- REQUIRED WORK: Lines before the one containing "repository 0747b61c512dcded" are not wanted. Transcribe that line and all after it exactly, to the end of the entries.

━━ TASK DATA ━━

pub mod fasta;
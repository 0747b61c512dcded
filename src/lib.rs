//! runmax - parallel longest-run analysis for DNA/RNA sequences.
//!
//! Scans each sequence for the letter(s) with the longest contiguous run
//! and reduces per-sequence results into one global mapping holding the
//! longest run ever observed per letter.

pub mod analysis;
pub mod cli;
pub mod cli_main;
pub mod exec;
pub mod io;
pub mod simulate;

━━━

- RESPONSE AREA:
repository 0747b61c512dcded
filename src/lib.rs
//! runmax - parallel longest-run analysis for DNA/RNA sequences.
//!
//! Scans each sequence for the letter(s) with the longest contiguous run
//! and reduces per-sequence results into one global mapping holding the
//! longest run ever observed per letter.

pub mod analysis;
pub mod cli;
pub mod cli_main;
pub mod exec;
pub mod io;
pub mod simulate;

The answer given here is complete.